Using match sticks and cycle valve tubes make the following structures - cube, tetrahedron and octahedron. Evaluate the stability of these structures.



    • Be careful while using the needle, safety pin, scissors and paper cutter or any other sharp tool.

  1. Scrape the sulphur from the matchstick head and taper the match stick using a cutter.
    • Scrape the sulphur from the matchstick head and taper the match stick using a cutter.

    • Taper the opposite end as well.

    • The two ends of the match stick is made slightly pointy so that they go very snugly into the valve tube.

    • Similarly taper the remaining match sticks.

    • Cut 2cm long valve tubes ( about 20 in number).

    • Push two matchsticks through the two ends of the valve tube. This is a joint-of-two.

    • This flexible joint can be used for depicting angles - acute, right, obtuse angles etc.

    • Three matchsticks and three valve tubes can be looped to make an equilateral triangle.

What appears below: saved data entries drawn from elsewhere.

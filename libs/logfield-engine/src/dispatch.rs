use std::sync::Arc;

use logfield_api::Subject;
use serde_json::{Map, Value};

use crate::config::DispatchConfig;
use crate::error::DispatchError;
use crate::fallback::unknown_default;
use crate::registry::Registry;

/// What `serialize` does with a value no handler recognizes.
#[derive(Debug, Clone, Copy, Default, PartialEq, Eq)]
pub enum OnUnknown {
    /// Fail with `DispatchError::UnsupportedType`.
    #[default]
    Raise,
    /// Degrade to the value's text form. Never fails.
    Fallback,
}

/// Reduces arbitrary values to JSON through a built [`Registry`].
#[derive(Debug, Clone)]
pub struct Dispatcher {
    registry: Arc<Registry>,
    on_unknown: OnUnknown,
}

impl Dispatcher {
    pub fn new(registry: Arc<Registry>) -> Self {
        Self {
            registry,
            on_unknown: OnUnknown::default(),
        }
    }

    pub fn with_config(registry: Arc<Registry>, config: &DispatchConfig) -> Self {
        Self {
            registry,
            on_unknown: config.on_unknown(),
        }
    }

    pub fn registry(&self) -> &Registry {
        &self.registry
    }

    pub fn on_unknown(&self) -> OnUnknown {
        self.on_unknown
    }

    /// Reduce `subject` to a serializable value.
    ///
    /// Exact-type handlers are tried first, then the structural chain in
    /// catalog order. Converter failures are returned as they are. A
    /// recognizer that panics is not contained; the panic unwinds out of
    /// this call.
    pub fn serialize(&self, subject: &Subject<'_>, on_unknown: OnUnknown) -> Result<Value, DispatchError> {
        if let Some(handler) = self.registry.resolve(subject) {
            return Ok(handler.converter().convert(subject)?);
        }
        match on_unknown {
            OnUnknown::Raise => Err(DispatchError::UnsupportedType(subject.type_name())),
            OnUnknown::Fallback => {
                tracing::trace!(type_name = %subject.type_name(), "no handler, falling back to text");
                Ok(Value::String(unknown_default(subject)))
            }
        }
    }

    /// Name of the handler that would reduce `subject`.
    pub fn resolve(&self, subject: &Subject<'_>) -> Option<&str> {
        self.registry.resolve(subject).map(|h| h.name())
    }

    /// Reduce a list of named log fields, using the configured
    /// [`OnUnknown`]. Later fields with a repeated name replace earlier ones.
    pub fn serialize_fields<'a, K, I>(&self, fields: I) -> Result<Map<String, Value>, DispatchError>
    where
        K: Into<String>,
        I: IntoIterator<Item = (K, Subject<'a>)>,
    {
        let mut out = Map::new();
        for (name, subject) in fields {
            let value = self.serialize(&subject, self.on_unknown)?;
            out.insert(name.into(), value);
        }
        Ok(out)
    }
}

    • Connect four matchsticks and valve tubes end to end and square it up.

    • Try making different shapes like parallelogram, rhombus etc by slightly pressing at the corners of the square.

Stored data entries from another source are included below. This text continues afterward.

mod cmd;
mod config;
mod error;

use clap::Parser;
use config::{Cli, Commands};

fn main() {
    tracing_subscriber::fmt()
        .with_env_filter(
            tracing_subscriber::EnvFilter::try_from_default_env()
                .unwrap_or_else(|_| "info".into()),
        )
        .with_writer(std::io::stderr)
        .init();

    let cli = Cli::parse();
    let result = match cli.command {
        Commands::Catalog(args) => cmd::catalog::run(args),
        Commands::Check(args) => cmd::check::run(args),
    };
    if let Err(e) = result {
        eprintln!("Error: {e}");
        std::process::exit(1);
    }
}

    • Take a thick cardboard piece (about 12cm x 8cm).

    • Using a pen, trace the inner and outer perimeter of the square you'd made previously.

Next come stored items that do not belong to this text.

use std::collections::HashSet;
use std::sync::{Arc, LazyLock};

use logfield_api::{FnId, Handler};
use parking_lot::Mutex;

use crate::error::DispatchError;

/// Remembers which functions have already been checked for a declaration.
///
/// Only saves work when the same handlers are validated repeatedly, e.g. when
/// a registry is rebuilt from a cloned catalog.
#[derive(Debug, Default)]
pub struct ValidationCache {
    seen: Mutex<HashSet<FnId>>,
}

static SHARED: LazyLock<Arc<ValidationCache>> = LazyLock::new(|| Arc::new(ValidationCache::new()));

impl ValidationCache {
    pub fn new() -> Self {
        Self::default()
    }

    /// The process-wide cache used by `Registry::build`.
    pub fn shared() -> Arc<ValidationCache> {
        Arc::clone(&SHARED)
    }

    pub fn is_validated(&self, id: FnId) -> bool {
        self.seen.lock().contains(&id)
    }

    pub fn len(&self) -> usize {
        self.seen.lock().len()
    }

    pub fn is_empty(&self) -> bool {
        self.seen.lock().is_empty()
    }

    fn check(&self, id: FnId, name: &str, declared: bool) -> Result<(), DispatchError> {
        let mut seen = self.seen.lock();
        if seen.contains(&id) {
            return Ok(());
        }
        if !declared {
            return Err(DispatchError::MissingDeclaredType {
                function: name.to_string(),
            });
        }
        seen.insert(id);
        Ok(())
    }
}

/// Confirm both functions of a handler declare what they accept.
///
/// The converter is checked first. Functions that pass are recorded in
/// `cache` and skipped next time.
pub fn validate(handler: &Handler, cache: &ValidationCache) -> Result<(), DispatchError> {
    let converter = handler.converter();
    cache.check(converter.id(), converter.name(), converter.declared().is_some())?;

    let recognizer = handler.recognizer();
    cache.check(recognizer.id(), recognizer.name(), recognizer.declared().is_some())
}

#[cfg(test)]
mod tests {
    use logfield_api::{Converter, Recognizer};
    use serde_json::Value;

    use super::*;

    #[test]
    fn declared_handler_is_cached() {
        let cache = ValidationCache::new();
        let handler = Handler::exact::<u8, _>("u8", |v| Value::from(*v));
        validate(&handler, &cache).unwrap();
        assert!(cache.is_validated(handler.converter().id()));
        assert!(cache.is_validated(handler.recognizer().id()));
        assert_eq!(cache.len(), 2);

        validate(&handler.clone(), &cache).unwrap();
        assert_eq!(cache.len(), 2);
    }

    #[test]
    fn undeclared_converter_is_named() {
        let cache = ValidationCache::new();
        let handler = Handler::from_parts(
            "loose",
            Recognizer::undeclared("loose::recognize", |_| true),
            Converter::undeclared("loose::convert", |_| Ok(Value::Null)),
        );
        match validate(&handler, &cache) {
            Err(DispatchError::MissingDeclaredType { function }) => {
                assert_eq!(function, "loose::convert");
            }
            other => panic!("unexpected {other:?}"),
        }
        assert!(cache.is_empty());
    }

    #[test]
    fn undeclared_recognizer_is_named() {
        let cache = ValidationCache::new();
        let declared = Handler::exact::<u8, _>("u8", |v| Value::from(*v));
        let handler = Handler::from_parts(
            "half",
            Recognizer::undeclared("half::recognize", |_| true),
            declared.converter().clone(),
        );
        let err = validate(&handler, &cache).unwrap_err();
        assert_eq!(err.to_string(), "missing declared type on `half::recognize`");
        assert!(cache.is_validated(declared.converter().id()));
    }

    #[test]
    fn shared_cache_is_one_instance() {
        assert!(Arc::ptr_eq(&ValidationCache::shared(), &ValidationCache::shared()));
    }
}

    • With the help of a cutter, carve out the area of the cardboard between the outer and the inner square to make a groove where the matchstick square fits perfectly.

    • Carve out the top layer only, do not slice deep into the cardboard.

    • The groove should look something like that!

    • Pierce holes through the valve tubes (i.e at the vertices of the square) using a needle/safety pin to make way for the matchsticks.

    • Take four tapered matchsticks and erect them at the vertices of the square. This represents the tie beam structure.

    • Now place the tie beam structure into the groove. It has to fit in perfectly. Take four more tapered matchsticks and poke them at four adjacent corners next to the groove.

    • The four matchsticks at four adjacent corners represent the independent column structure.

    • Shake the cardboard to induce tremor.

    • You will notice that the independent column structure collapses whereas the tie beam structure does not.

    • Unequal lengths of the matchsticks; or the valve tube pieces.

    • Rupture of valve tubes. Either because they are old or by piercing carelessly

    • Blunt needle. Can't make the piercings

    • Flimsy matchstick. The wooden matches might tend to break.

    • Add another stick and a valve tube to make a pentagon.

    • Work your hand around the pentagon to make an isosceles triangle and a star.

    • Take a joint of two and pierce a hole through the valve tube by poking it at right angle using a needle or a safety pin.

    • Drag the needle out from the opposite side.

    • To make a bigger hole, pull one end of the valve tube and the needle/safety pin along the other end of the valve tube.

    • Insert a third matchstick in this hole. This is a joint- of-three, or simply a T-joint.

    • Make a hole at each vertex of the triangle using a needle/safety pin.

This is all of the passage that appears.